> **Problem details**: Your job is to copy the lines from the material that include "does".

> **Data extracts**:
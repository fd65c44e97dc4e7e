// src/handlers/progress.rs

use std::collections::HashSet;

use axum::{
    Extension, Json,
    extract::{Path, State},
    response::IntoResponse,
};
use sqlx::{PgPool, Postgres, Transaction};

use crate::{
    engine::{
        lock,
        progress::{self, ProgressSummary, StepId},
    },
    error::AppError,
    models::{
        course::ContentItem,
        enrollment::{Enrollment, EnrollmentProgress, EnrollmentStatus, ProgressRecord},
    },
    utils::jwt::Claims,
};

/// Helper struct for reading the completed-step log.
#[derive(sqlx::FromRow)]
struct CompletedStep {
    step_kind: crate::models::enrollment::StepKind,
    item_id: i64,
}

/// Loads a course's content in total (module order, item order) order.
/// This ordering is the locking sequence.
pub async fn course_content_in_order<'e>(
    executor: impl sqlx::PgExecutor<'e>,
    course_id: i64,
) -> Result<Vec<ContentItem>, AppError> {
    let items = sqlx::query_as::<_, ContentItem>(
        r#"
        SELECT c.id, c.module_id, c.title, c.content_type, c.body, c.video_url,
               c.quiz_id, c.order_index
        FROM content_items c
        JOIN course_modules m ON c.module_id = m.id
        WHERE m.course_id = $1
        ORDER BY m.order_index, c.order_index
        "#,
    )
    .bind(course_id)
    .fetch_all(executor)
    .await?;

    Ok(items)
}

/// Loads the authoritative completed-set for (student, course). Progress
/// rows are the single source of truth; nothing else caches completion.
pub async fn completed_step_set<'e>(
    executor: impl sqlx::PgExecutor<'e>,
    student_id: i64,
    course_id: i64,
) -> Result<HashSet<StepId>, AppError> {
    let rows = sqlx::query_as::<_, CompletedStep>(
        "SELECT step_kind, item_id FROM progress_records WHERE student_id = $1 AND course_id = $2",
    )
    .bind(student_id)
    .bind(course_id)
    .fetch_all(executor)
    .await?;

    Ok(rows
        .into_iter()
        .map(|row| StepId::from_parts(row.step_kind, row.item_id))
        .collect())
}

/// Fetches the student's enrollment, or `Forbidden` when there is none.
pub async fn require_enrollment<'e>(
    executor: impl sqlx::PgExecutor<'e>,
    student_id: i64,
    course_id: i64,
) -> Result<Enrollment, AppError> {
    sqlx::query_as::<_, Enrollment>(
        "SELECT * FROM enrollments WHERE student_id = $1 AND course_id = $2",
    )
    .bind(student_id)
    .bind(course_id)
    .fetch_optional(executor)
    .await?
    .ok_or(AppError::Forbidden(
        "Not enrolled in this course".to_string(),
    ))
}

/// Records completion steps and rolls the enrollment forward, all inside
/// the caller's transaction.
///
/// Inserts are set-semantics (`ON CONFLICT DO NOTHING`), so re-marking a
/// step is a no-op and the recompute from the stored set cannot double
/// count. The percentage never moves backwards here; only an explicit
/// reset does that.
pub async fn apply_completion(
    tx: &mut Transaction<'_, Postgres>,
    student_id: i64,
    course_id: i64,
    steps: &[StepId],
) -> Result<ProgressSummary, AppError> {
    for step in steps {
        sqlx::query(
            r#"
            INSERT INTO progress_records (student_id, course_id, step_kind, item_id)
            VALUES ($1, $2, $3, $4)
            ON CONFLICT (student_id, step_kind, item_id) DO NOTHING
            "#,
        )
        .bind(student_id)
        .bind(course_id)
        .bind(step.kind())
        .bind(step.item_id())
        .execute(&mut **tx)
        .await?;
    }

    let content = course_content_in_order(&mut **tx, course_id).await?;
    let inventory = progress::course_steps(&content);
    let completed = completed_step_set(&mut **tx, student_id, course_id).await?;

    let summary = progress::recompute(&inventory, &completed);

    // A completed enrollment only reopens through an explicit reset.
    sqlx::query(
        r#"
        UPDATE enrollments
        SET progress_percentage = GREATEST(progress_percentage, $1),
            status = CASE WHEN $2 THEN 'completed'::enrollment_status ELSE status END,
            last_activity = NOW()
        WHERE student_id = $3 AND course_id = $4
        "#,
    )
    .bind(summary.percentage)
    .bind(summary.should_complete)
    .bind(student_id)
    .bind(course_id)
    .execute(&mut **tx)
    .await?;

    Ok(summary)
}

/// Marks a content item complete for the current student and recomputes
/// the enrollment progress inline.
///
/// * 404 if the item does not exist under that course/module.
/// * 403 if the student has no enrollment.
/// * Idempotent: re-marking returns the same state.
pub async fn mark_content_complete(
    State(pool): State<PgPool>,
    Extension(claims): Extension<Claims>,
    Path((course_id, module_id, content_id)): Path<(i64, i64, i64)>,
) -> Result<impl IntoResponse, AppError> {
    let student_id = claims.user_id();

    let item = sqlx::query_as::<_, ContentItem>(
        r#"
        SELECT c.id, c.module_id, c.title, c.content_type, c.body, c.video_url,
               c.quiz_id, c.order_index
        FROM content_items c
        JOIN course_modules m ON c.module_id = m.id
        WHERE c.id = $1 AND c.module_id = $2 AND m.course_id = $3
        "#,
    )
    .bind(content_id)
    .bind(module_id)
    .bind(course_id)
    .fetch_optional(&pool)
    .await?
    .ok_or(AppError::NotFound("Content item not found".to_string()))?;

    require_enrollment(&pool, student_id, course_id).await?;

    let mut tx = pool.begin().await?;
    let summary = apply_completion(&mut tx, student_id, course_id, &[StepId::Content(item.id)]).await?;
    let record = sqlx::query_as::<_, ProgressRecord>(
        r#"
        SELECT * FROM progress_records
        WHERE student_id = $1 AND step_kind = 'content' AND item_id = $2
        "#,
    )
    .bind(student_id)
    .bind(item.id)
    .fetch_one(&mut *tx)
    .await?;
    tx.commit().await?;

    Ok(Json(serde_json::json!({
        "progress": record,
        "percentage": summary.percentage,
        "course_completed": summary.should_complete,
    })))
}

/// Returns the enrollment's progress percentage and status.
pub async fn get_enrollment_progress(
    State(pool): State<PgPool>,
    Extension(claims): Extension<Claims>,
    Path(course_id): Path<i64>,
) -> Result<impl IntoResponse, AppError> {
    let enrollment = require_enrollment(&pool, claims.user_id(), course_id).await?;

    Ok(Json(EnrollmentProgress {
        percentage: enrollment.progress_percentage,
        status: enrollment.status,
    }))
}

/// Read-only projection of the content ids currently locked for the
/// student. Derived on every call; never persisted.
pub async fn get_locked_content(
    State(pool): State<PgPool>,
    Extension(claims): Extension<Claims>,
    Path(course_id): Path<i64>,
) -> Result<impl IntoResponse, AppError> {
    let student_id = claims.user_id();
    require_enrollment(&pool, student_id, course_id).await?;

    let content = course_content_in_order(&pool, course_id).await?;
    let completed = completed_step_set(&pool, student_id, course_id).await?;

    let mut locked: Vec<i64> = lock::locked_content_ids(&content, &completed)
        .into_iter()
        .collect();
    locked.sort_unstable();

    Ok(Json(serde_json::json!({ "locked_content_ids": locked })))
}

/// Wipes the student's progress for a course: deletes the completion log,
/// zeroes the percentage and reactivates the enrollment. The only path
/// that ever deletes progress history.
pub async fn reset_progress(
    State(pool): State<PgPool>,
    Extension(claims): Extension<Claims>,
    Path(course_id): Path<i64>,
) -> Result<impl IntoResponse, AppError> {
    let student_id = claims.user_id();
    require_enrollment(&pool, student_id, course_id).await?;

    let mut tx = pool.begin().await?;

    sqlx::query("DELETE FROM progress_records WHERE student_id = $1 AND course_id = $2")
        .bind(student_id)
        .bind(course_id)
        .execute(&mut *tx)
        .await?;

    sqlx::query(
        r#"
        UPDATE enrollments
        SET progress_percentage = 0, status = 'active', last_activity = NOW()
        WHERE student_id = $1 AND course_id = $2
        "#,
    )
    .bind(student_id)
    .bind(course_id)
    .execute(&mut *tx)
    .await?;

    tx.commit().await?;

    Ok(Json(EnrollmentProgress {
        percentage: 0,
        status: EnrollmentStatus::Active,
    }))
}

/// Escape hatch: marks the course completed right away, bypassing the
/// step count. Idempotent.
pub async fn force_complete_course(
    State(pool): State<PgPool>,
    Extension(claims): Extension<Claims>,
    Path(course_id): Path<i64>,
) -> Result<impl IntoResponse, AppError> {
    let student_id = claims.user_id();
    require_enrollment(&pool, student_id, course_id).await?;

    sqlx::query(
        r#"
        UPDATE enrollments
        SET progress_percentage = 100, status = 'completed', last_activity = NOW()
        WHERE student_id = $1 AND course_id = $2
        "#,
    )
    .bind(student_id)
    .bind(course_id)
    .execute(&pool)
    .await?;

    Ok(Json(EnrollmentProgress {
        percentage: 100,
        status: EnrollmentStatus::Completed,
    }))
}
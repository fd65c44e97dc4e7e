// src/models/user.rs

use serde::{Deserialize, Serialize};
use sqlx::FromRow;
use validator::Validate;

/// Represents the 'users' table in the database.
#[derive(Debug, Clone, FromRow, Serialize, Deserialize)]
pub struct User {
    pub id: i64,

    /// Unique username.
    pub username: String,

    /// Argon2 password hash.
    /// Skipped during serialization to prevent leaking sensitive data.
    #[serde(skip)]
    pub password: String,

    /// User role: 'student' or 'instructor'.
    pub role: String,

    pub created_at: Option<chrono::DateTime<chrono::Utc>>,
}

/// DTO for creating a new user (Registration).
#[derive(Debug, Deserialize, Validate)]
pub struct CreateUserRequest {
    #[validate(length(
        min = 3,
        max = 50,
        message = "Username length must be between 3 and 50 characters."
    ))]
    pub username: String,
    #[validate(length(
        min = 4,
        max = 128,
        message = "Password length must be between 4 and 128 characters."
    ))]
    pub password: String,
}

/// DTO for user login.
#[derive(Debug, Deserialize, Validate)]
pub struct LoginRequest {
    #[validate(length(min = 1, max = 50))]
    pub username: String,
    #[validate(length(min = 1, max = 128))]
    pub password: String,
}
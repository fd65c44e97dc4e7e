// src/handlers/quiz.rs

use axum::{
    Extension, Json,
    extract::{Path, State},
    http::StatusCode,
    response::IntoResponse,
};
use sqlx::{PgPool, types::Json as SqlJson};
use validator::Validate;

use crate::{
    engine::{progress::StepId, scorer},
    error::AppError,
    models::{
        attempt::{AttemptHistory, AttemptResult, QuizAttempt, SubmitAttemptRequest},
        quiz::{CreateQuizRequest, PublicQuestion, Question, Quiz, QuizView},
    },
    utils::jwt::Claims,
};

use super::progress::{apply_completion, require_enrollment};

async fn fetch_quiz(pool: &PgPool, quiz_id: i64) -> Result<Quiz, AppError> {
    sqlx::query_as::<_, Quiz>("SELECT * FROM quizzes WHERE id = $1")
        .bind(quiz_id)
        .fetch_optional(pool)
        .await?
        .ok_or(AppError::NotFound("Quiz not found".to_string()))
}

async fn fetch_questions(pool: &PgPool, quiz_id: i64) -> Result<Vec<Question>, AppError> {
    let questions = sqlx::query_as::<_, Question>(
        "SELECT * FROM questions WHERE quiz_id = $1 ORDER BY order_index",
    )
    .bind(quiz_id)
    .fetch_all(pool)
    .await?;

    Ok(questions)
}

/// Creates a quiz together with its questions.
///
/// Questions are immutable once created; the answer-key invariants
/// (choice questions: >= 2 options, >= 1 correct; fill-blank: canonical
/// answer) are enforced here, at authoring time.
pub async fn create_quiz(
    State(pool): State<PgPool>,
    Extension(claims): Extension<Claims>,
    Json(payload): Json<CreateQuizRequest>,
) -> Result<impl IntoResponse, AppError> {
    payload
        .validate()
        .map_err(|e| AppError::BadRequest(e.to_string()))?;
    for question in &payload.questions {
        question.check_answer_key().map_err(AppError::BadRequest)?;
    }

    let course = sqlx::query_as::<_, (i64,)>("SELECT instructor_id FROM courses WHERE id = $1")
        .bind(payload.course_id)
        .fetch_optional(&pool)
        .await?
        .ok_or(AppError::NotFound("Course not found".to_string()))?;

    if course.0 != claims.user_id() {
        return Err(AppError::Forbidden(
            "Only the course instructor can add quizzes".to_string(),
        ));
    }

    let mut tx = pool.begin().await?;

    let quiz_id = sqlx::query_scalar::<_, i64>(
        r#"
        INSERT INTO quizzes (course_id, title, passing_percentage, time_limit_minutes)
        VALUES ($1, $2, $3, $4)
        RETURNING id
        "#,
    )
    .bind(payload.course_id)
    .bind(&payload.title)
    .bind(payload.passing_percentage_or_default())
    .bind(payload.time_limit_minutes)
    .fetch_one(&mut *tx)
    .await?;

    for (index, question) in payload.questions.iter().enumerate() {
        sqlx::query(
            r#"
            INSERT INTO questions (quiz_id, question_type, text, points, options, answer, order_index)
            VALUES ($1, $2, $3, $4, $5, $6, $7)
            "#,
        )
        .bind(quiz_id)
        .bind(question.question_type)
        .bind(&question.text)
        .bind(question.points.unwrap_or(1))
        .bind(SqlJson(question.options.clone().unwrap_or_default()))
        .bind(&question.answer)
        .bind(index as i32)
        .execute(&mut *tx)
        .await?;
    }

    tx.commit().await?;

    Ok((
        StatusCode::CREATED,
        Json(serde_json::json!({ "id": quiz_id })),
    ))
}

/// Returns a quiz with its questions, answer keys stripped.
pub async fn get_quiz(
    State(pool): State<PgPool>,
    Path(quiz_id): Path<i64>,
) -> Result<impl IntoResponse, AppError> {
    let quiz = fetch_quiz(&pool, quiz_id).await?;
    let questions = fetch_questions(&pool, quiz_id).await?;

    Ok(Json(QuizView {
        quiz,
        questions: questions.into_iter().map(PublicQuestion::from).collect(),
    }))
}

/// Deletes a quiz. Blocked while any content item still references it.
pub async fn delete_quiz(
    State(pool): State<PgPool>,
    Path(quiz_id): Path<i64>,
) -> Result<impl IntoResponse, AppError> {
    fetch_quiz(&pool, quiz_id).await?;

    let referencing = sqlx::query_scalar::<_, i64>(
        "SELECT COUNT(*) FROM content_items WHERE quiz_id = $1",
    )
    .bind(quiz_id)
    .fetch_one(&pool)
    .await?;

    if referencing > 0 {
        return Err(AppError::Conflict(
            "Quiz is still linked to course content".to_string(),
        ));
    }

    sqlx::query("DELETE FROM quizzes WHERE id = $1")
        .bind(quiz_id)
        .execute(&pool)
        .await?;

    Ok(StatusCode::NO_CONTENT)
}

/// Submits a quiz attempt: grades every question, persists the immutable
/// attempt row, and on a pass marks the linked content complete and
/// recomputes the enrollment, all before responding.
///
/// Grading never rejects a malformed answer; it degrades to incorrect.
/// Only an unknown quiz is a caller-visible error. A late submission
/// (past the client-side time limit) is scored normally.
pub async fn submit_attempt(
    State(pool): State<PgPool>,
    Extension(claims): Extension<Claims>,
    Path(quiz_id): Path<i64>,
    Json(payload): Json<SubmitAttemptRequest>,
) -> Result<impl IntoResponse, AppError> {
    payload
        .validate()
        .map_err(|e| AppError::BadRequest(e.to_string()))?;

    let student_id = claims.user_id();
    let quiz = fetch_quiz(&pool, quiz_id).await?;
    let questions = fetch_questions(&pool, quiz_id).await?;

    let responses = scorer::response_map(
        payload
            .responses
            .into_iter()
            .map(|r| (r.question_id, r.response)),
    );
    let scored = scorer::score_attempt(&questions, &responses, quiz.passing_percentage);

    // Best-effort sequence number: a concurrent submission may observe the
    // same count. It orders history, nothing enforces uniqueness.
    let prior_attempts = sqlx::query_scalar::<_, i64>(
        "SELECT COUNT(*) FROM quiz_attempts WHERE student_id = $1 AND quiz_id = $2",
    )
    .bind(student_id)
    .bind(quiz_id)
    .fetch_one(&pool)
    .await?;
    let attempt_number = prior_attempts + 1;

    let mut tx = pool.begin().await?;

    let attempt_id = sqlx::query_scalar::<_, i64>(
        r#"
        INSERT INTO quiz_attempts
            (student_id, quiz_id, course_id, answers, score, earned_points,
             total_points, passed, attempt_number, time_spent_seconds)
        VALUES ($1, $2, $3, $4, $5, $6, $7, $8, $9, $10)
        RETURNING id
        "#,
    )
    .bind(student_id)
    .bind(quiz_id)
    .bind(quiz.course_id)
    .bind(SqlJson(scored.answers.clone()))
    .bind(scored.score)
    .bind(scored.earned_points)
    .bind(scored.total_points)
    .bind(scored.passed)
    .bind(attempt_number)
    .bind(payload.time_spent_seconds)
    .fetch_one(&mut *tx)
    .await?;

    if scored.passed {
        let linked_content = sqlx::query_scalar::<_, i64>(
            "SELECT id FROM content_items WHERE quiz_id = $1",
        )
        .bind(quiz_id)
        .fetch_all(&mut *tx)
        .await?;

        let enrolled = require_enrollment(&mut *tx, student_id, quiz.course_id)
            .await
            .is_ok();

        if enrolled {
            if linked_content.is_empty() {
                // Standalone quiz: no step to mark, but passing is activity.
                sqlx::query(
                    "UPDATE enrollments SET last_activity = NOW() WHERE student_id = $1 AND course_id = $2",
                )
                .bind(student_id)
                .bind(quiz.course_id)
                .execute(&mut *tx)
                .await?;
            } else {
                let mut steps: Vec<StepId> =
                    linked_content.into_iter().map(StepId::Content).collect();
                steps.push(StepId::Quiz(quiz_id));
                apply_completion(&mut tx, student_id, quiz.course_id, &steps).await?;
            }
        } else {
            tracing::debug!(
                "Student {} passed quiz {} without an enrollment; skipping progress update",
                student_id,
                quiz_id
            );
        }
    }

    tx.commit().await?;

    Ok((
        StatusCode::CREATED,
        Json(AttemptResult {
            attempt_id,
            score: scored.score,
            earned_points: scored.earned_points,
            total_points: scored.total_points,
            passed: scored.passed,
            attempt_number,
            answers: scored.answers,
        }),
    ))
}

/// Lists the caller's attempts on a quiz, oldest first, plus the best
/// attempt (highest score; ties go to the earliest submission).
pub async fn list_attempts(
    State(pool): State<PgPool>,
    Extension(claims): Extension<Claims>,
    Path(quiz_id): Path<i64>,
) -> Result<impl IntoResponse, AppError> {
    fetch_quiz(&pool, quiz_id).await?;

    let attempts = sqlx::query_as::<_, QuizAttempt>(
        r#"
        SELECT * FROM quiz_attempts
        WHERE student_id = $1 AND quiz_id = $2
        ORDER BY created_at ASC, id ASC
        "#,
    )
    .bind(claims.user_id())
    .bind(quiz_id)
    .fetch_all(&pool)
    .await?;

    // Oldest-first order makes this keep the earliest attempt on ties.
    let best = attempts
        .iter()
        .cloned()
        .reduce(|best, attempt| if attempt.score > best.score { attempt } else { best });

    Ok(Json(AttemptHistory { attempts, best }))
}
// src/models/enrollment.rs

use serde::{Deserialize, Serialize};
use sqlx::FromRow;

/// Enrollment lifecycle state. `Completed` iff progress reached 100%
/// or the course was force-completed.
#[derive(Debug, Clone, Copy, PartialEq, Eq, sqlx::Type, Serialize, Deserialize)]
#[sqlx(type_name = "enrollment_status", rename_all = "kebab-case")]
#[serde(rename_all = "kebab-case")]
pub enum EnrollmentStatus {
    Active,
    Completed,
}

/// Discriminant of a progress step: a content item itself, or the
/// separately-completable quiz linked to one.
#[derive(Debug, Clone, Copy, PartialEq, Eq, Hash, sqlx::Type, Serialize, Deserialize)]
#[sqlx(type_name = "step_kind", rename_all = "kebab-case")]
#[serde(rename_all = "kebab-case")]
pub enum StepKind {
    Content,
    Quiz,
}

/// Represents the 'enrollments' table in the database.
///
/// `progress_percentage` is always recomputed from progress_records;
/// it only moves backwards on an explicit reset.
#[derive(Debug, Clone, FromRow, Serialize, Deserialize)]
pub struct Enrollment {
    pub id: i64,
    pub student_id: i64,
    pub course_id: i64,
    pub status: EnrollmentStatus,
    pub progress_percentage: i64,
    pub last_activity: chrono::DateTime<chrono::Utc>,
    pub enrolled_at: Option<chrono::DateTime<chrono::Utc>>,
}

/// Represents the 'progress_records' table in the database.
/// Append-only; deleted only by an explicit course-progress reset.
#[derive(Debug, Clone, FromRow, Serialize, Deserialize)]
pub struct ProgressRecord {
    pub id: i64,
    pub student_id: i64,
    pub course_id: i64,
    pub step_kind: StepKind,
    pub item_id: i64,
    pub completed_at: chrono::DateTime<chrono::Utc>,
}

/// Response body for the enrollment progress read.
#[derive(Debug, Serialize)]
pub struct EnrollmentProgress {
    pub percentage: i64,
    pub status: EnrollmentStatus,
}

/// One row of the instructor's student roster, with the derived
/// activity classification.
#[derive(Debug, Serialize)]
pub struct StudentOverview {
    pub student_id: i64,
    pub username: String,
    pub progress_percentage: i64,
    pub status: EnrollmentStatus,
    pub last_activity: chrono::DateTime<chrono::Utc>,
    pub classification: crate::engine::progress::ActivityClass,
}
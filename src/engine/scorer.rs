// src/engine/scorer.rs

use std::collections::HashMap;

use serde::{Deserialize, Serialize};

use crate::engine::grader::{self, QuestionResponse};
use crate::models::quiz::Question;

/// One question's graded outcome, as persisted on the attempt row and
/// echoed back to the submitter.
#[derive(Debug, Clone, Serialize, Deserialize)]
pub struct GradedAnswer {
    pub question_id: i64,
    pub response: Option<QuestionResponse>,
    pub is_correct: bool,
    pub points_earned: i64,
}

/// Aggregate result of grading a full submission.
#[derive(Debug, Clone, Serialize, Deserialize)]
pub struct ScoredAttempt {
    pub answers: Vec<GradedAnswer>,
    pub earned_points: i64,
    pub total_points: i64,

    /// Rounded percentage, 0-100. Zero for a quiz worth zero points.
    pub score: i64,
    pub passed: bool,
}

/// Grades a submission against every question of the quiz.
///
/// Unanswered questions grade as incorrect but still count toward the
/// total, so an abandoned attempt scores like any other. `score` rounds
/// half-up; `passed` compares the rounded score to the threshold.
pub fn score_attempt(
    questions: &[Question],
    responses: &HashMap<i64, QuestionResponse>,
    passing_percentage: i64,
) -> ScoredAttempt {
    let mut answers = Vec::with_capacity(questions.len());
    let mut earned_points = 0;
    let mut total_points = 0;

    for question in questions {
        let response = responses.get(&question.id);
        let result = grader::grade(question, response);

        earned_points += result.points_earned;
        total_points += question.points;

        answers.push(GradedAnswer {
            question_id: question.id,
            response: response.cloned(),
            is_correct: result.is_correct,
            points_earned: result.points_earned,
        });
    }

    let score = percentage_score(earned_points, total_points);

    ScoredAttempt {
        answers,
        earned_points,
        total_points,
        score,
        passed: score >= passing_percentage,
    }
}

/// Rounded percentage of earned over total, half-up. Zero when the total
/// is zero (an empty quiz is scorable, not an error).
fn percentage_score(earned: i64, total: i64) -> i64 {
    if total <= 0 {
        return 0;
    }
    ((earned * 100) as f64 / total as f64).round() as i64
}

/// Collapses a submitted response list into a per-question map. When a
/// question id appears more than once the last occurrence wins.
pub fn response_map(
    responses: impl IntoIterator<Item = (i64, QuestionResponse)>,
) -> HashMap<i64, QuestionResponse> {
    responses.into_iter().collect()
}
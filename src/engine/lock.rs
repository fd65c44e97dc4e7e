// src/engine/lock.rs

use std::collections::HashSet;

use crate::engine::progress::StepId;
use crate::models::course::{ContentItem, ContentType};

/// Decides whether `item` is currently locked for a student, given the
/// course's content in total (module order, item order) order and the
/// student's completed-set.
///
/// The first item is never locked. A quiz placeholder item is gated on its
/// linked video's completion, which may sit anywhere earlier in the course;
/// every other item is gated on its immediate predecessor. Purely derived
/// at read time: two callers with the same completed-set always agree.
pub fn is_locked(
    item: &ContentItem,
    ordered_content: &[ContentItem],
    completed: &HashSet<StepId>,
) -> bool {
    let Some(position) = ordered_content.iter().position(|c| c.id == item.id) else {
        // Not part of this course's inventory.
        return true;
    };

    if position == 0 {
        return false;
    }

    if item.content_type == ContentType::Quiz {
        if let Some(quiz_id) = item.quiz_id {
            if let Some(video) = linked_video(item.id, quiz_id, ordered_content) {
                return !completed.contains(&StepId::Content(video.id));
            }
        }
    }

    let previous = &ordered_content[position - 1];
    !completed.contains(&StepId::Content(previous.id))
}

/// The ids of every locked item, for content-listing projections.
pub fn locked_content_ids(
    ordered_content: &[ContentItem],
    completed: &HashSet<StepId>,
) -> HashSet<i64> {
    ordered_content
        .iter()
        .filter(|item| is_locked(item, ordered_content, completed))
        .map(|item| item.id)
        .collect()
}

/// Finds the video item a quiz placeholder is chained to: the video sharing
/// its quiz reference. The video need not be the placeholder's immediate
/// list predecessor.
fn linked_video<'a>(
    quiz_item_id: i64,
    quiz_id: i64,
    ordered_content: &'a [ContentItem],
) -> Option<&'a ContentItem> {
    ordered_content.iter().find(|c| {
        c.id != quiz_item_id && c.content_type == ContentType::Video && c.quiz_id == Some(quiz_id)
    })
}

> **Task answer**:
/// reset does that.
/// * 404 if the item does not exist under that course/module.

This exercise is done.